Bien-entendu, il n'est pas question que le Parti de Gauche, le Parti Communiste Français ne puissent pas s'exprimer, montrer des désaccords, être critique. Encore faut-il fonder de manière argumentée, sa critique, autrement que par le "ça ne va pas" ou "les gens sont en colère". L'article débute sur le fait que les voix du Front de Gauche ont été utiles et que sans cela, François Hollande n'aurait pas été élu. Tout à fait. Seulement, n'oublions pas qu'un an auparavant le PRG et le PS ont organisé les primaires de la gauche, "les primaires citoyennes", auxquelles ils avaient convié le PG, le PC et EELV. Aucun de ces trois partis n'ont voulu participer aux primaires.

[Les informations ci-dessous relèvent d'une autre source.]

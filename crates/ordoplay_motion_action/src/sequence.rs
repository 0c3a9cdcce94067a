// SPDX-License-Identifier: MIT OR Apache-2.0
//! Composite timelines.
//!
//! A sequence presents a list of child actions as a single action with one
//! derived duration, redistributing sequence time into each child's local
//! clock. Sequential mode lays children back-to-back; spawn mode starts them
//! all at offset zero. Structural changes re-derive offsets and duration
//! immediately, and since all mutation of a nested sequence flows through its
//! owner, enclosing sequences re-derive on the way out.

use crate::action::Action;
use crate::time::Ticks;

/// Child list and derived-timing state of a sequence action.
#[derive(Debug)]
pub(crate) struct SequenceBody {
    /// Children, owned by value in playback order.
    pub(crate) children: Vec<Action>,
    /// Back-to-back when `true`, parallel (spawn) when `false`.
    pub(crate) sequential: bool,
    /// In-cycle local time of the previous tick, for delta stepping.
    pub(crate) prev_local: Ticks,
}

impl SequenceBody {
    pub(crate) fn new(sequential: bool) -> Self {
        Self {
            children: Vec::new(),
            sequential,
            prev_local: 0.0,
        }
    }

    /// Reassign child start offsets and return the derived duration: the
    /// maximum of `child.start + child.window` across children, zero when
    /// empty. A repeat-forever child makes everything after it unreachable
    /// and the aggregate unbounded.
    pub(crate) fn resequence(&mut self) -> Ticks {
        let mut acc: Ticks = 0.0;
        let mut max_end: Ticks = 0.0;
        for child in &mut self.children {
            child.start_time = if self.sequential { acc } else { 0.0 };
            let len = child.window_len();
            let end = child.start_time + len;
            if self.sequential {
                acc += len;
            }
            if end > max_end {
                max_end = end;
            }
        }
        max_end
    }

    pub(crate) fn clone_config(&self) -> SequenceBody {
        SequenceBody {
            children: self.children.clone(),
            sequential: self.sequential,
            prev_local: 0.0,
        }
    }
}

#[cfg(test)]
mod tests {
    use crate::action::{Action, ActionStatus};
    use crate::node::BasicNode;
    use std::cell::RefCell;
    use std::rc::Rc;

    fn move_action(x: f64, y: f64, duration: f64) -> Action {
        let mut a = Action::move_to(x, y);
        a.set_duration(duration);
        a
    }

    #[test]
    fn test_sequential_duration_is_sum() {
        let seq = Action::sequence_of(
            vec![
                move_action(1.0, 0.0, 10.0),
                move_action(2.0, 0.0, 20.0),
                move_action(3.0, 0.0, 5.0),
            ],
            true,
        );
        assert_eq!(seq.duration(), 35.0);
    }

    #[test]
    fn test_spawn_duration_is_max() {
        let seq = Action::sequence_of(
            vec![
                move_action(1.0, 0.0, 10.0),
                move_action(2.0, 0.0, 40.0),
                move_action(3.0, 0.0, 5.0),
            ],
            false,
        );
        assert_eq!(seq.duration(), 40.0);
    }

    #[test]
    fn test_repeats_and_delay_count_into_offsets() {
        let mut first = move_action(1.0, 0.0, 10.0);
        first.set_repeat_times(3).set_delay(5.0);
        let seq = Action::sequence_of(vec![first, move_action(2.0, 0.0, 1.0)], true);
        // 5 delay + 3 * 10, then the second child's single unit
        assert_eq!(seq.duration(), 36.0);
        assert_eq!(seq.children()[1].start_time, 35.0);
    }

    #[test]
    fn test_empty_sequence_ends_immediately() {
        let mut seq = Action::sequence();
        let mut node = BasicNode::new();
        assert_eq!(seq.duration(), 0.0);
        seq.step(0.0, &mut node);
        assert!(seq.is_ended());
    }

    #[test]
    fn test_duration_setters_are_noops_on_sequences() {
        let mut seq = Action::sequence_of(vec![move_action(1.0, 0.0, 10.0)], true);
        seq.set_duration(99.0);
        seq.time_info(3.0, 50.0, None);
        assert_eq!(seq.duration(), 10.0);
        // Repeat still composes with the derived duration.
        seq.set_repeat_times(7);
        assert_eq!(seq.total_span(), 70.0);
    }

    #[test]
    fn test_reversal_involution() {
        let mut a = move_action(1.0, 0.0, 10.0);
        a.set_reversed(true);
        let b = move_action(2.0, 0.0, 20.0);
        let seq = Action::sequence_of(vec![a, b], true);

        let twice = seq.reverse().reverse();
        assert_eq!(twice.children().len(), 2);
        assert_eq!(twice.children()[0].duration(), 10.0);
        assert!(twice.children()[0].is_reversed());
        assert!(!twice.children()[1].is_reversed());
        assert_eq!(twice.children()[0].start_time, 0.0);
        assert_eq!(twice.children()[1].start_time, 10.0);
        assert_eq!(twice.duration(), seq.duration());
    }

    #[test]
    fn test_reverse_flips_order_and_children() {
        let seq = Action::sequence_of(
            vec![move_action(1.0, 0.0, 10.0), move_action(2.0, 0.0, 20.0)],
            true,
        );
        let rev = seq.reverse();
        assert_eq!(rev.children()[0].duration(), 20.0);
        assert!(rev.children()[0].is_reversed());
        assert!(rev.children()[1].is_reversed());
        assert_eq!(rev.children()[1].start_time, 20.0);
    }

    #[test]
    fn test_sequential_children_run_back_to_back() {
        let mut seq = Action::sequence_of(
            vec![move_action(100.0, 0.0, 10.0), move_action(100.0, 50.0, 10.0)],
            true,
        );
        let mut node = BasicNode::new();
        seq.step(5.0, &mut node);
        assert!((node.x - 50.0).abs() < 1e-9);
        assert_eq!(node.y, 0.0);
        seq.step(15.0, &mut node);
        assert!((node.x - 100.0).abs() < 1e-9);
        assert!((node.y - 25.0).abs() < 1e-9);
        seq.step(20.0, &mut node);
        assert!(seq.is_ended());
        assert_eq!(node.y, 50.0);
    }

    #[test]
    fn test_spawn_children_run_together() {
        let mut seq = Action::sequence_of(
            vec![move_action(100.0, 0.0, 10.0), {
                let mut a = Action::fade_to(0.0);
                a.set_duration(20.0);
                a
            }],
            false,
        );
        let mut node = BasicNode::new();
        seq.step(10.0, &mut node);
        assert!((node.x - 100.0).abs() < 1e-9);
        assert!((node.alpha - 0.5).abs() < 1e-6);
        assert_eq!(seq.status(), ActionStatus::Running);
        seq.step(20.0, &mut node);
        assert!(seq.is_ended());
        assert_eq!(node.alpha, 0.0);
    }

    #[test]
    fn test_repeat_two_then_plain_scenario() {
        // A repeat-2 move (duration 2) followed by a plain move (duration 2).
        let mut first = move_action(10.0, 0.0, 2.0);
        first.set_repeat_times(2);
        let second = move_action(-10.0, 0.0, 2.0);
        let mut seq = Action::sequence_of(vec![first, second], true);
        assert_eq!(seq.duration(), 6.0);

        let mut node = BasicNode::new();
        seq.step(1.0, &mut node);
        // Midpoint of the first child's first repetition.
        assert!((node.x - 5.0).abs() < 1e-9);
        seq.step(6.0, &mut node);
        assert!(seq.is_ended());
        assert_eq!(node.x, -10.0);
    }

    #[test]
    fn test_repeating_sequence_rearms_child_callbacks() {
        let starts = Rc::new(RefCell::new(0u32));
        let ends = Rc::new(RefCell::new(0u32));
        let mut child = move_action(10.0, 0.0, 10.0);
        {
            let starts = Rc::clone(&starts);
            child.on_start(move |_, _| *starts.borrow_mut() += 1);
        }
        {
            let ends = Rc::clone(&ends);
            child.on_end(move |_, _| *ends.borrow_mut() += 1);
        }
        let mut seq = Action::sequence_of(vec![child], true);
        seq.set_repeat_times(2);

        let mut node = BasicNode::new();
        for i in 0..=20 {
            seq.step(f64::from(i), &mut node);
        }
        assert!(seq.is_ended());
        assert_eq!(*starts.borrow(), 2);
        assert_eq!(*ends.borrow(), 2);
    }

    #[test]
    fn test_nested_sequence_duration_propagates() {
        let inner = Action::sequence_of(
            vec![move_action(1.0, 0.0, 10.0), move_action(2.0, 0.0, 10.0)],
            true,
        );
        let mut outer = Action::sequence();
        outer.push_child(move_action(0.0, 0.0, 5.0));
        outer.push_child(inner);
        assert_eq!(outer.duration(), 25.0);
    }
}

Le résultat a été 3 millions de votants pour une grande première, François Hollande avait donc un élan propre derrière lui, et pas seulement celui du Front de Gauche.
N'oublions pas non plus que le Front de Gauche qui a fait 11%, un beau score, a finalement réalisé le score traditionnel des partis radicaux de la gauche: PCF, LO, NPA, autour des 10%. La gauche radicale ou révolutionnariste a toujours été minoritaire en France, parce que la gauche français profonde, c'est celle du "Midi Rouge", la gauche radical-socialiste, la gauche de Ledru-Rollin, Millerand, de Jaurès mais aussi de Proudhon.

Ensuite, cet article reprend les diatribes et le procès que l'on a toujours fait à la gauche réformiste (qu'elle aille d'un volontarisme très dirigiste à la Montebourg à une social-démocratie technicienne à la Valls, oui, elle est hétéroclite, mais cela a toujours été comme cela dans les partis de la gauche réformiste. C'est notre diversité, c'est notre esprit démocratique qui parle.), celles d'oublier les classes populaires. Tout d'abord faisons un point très rapide, il n'existe plus une seule "classe ouvrière" comme il a pu exister jusqu'aux années 70, mais des classes populaires et moyennes, j'insiste là-dessus, qui sont éparpillés. On a une classe des chômeurs de longue durée, une classe des employés précaires, une classe d'employés plus stables mais mal payés, une classe moyenne qui vit correctement mais devant faire attention, le moindre écart pourrait les mettre en difficulté. Cela est dû au changement de la notion de travail, lié à l'évolution néolibérale, de la mondialisation.
Cet article ne reprend pas le fait que François Hollande a aussi été élu par de nombreuses classes moyennes, dont on ne peut pas dire qu'elles soient riches. Une partie des classes moyennes est un électorat plutôt proche des idées socialistes et c'est bien le peuple, également. Le peuple ne représente pas que les classes populaires. Ces classes populaires et moyennes partagent le sentiment d'être déclassées dans la société telle qu'elle est, froide, sans pitié.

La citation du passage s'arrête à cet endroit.